RECORD EXCERPTS:
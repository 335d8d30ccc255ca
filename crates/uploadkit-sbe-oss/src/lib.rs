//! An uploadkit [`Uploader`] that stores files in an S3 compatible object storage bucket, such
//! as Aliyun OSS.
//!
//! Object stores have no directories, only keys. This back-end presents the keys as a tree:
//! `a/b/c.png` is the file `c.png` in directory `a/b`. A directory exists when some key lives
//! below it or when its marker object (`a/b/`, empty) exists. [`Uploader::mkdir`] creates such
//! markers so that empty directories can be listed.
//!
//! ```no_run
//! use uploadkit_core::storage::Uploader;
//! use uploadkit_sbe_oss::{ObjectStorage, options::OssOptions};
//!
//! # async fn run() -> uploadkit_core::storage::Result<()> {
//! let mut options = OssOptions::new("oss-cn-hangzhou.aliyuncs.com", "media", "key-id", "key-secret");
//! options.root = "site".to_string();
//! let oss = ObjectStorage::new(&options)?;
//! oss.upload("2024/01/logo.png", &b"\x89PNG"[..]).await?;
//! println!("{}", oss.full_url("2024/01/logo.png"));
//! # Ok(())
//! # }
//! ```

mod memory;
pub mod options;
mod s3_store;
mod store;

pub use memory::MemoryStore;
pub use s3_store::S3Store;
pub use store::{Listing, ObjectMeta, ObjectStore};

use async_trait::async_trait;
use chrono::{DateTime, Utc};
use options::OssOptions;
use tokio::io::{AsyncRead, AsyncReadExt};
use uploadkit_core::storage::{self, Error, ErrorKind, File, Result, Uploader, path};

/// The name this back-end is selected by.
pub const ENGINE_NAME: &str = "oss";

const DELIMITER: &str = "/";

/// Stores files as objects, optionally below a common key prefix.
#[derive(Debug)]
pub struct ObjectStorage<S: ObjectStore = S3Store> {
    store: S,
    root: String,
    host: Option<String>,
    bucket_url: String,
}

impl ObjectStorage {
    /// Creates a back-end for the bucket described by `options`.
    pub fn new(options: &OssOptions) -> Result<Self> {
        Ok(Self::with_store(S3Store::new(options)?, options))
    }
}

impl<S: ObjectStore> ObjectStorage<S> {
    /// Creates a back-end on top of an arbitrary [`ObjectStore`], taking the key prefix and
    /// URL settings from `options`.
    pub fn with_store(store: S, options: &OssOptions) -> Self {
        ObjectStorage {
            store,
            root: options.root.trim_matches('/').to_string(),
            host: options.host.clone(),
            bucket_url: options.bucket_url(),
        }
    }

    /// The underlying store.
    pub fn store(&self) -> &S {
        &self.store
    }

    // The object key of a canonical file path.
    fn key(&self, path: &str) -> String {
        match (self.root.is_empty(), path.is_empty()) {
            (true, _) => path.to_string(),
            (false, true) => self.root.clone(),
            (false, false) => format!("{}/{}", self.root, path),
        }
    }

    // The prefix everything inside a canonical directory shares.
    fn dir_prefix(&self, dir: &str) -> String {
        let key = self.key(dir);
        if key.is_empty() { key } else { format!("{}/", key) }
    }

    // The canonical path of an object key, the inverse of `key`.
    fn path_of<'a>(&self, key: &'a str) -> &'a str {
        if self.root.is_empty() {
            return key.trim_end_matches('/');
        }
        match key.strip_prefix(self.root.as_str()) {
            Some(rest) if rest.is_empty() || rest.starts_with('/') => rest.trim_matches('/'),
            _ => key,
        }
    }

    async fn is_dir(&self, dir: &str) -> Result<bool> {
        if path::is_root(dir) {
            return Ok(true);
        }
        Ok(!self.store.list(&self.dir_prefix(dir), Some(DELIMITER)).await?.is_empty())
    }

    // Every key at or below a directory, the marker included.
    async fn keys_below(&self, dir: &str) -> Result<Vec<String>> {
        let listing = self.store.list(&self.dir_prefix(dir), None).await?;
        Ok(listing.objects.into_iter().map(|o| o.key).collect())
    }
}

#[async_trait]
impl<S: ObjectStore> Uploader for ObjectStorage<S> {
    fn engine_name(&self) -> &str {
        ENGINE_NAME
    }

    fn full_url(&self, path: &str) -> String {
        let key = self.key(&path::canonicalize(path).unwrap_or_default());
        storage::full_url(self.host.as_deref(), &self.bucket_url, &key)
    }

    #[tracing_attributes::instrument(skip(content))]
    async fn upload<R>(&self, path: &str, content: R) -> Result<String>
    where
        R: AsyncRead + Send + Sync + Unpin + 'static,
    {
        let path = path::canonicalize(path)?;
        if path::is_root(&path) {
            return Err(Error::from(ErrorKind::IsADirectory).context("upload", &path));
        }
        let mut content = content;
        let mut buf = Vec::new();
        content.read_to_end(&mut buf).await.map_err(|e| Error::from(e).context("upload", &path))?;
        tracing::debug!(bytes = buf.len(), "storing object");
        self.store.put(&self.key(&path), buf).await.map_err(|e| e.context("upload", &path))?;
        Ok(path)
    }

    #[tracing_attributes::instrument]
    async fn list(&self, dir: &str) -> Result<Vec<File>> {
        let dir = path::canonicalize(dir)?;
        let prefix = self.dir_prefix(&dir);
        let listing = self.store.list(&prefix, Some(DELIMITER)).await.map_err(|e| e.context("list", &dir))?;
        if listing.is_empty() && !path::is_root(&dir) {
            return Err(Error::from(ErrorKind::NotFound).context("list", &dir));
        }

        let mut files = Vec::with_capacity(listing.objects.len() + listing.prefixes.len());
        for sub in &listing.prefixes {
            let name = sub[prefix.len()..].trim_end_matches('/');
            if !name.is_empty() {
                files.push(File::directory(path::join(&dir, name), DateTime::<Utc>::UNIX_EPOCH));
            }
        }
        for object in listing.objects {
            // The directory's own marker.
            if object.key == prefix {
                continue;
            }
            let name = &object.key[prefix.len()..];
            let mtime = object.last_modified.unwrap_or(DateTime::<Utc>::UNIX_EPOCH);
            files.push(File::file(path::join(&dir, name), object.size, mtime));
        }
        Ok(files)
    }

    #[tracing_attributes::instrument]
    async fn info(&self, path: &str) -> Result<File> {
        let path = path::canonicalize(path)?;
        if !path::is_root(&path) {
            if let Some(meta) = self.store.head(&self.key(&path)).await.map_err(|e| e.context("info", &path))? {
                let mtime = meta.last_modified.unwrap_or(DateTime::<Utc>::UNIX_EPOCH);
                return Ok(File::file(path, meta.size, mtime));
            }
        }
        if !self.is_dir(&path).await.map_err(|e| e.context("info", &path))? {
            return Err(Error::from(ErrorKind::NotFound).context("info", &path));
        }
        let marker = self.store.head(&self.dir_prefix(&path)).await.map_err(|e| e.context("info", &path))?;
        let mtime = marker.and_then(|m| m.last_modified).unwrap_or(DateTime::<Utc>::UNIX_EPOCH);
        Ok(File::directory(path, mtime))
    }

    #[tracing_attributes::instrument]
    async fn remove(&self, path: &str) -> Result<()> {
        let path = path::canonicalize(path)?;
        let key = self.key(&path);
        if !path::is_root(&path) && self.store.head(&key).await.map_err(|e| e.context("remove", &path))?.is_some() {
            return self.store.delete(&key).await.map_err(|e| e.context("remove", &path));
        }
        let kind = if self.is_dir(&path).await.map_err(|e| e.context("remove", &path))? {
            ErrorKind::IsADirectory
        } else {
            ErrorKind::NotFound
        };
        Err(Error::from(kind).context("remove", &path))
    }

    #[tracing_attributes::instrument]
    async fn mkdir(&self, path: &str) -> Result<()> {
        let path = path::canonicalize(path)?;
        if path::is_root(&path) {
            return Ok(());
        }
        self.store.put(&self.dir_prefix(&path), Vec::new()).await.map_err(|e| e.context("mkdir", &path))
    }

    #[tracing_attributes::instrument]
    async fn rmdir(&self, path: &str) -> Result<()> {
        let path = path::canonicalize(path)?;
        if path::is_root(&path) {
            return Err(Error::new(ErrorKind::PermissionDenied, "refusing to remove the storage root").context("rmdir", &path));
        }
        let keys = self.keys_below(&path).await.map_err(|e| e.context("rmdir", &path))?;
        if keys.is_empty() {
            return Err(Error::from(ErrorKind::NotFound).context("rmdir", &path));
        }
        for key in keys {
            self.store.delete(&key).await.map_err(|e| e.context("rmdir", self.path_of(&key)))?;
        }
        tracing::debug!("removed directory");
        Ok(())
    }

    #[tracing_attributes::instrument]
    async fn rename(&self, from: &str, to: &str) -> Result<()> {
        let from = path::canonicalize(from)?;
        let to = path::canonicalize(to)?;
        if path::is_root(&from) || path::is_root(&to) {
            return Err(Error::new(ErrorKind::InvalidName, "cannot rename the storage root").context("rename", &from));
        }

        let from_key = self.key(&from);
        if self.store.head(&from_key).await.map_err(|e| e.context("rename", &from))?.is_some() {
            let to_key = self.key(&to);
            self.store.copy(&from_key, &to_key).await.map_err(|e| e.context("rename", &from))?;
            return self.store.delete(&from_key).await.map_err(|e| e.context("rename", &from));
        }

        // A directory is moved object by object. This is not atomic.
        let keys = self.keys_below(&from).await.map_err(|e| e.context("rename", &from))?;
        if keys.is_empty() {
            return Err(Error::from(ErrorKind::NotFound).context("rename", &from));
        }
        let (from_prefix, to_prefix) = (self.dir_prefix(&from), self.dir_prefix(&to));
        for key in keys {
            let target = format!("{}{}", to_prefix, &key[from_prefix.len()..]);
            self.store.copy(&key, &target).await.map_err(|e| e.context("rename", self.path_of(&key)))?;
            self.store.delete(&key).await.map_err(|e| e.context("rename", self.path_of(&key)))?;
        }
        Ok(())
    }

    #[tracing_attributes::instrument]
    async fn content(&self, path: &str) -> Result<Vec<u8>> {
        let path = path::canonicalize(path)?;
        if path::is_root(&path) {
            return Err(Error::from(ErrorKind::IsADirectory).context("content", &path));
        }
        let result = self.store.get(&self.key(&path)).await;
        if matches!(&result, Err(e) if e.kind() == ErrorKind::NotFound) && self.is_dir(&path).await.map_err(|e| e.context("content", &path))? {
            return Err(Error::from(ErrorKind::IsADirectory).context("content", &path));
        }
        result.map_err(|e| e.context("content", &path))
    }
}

WHAT YOU NEED TO DO:
The required answer is each line of the data in which the word "mkdir" appears.

OUTPUT FOR THIS EXERCISE:
//! below it or when its marker object (`a/b/`, empty) exists. [`Uploader::mkdir`] creates such
    async fn mkdir(&self, path: &str) -> Result<()> {
        self.store.put(&self.dir_prefix(&path), Vec::new()).await.map_err(|e| e.context("mkdir", &path))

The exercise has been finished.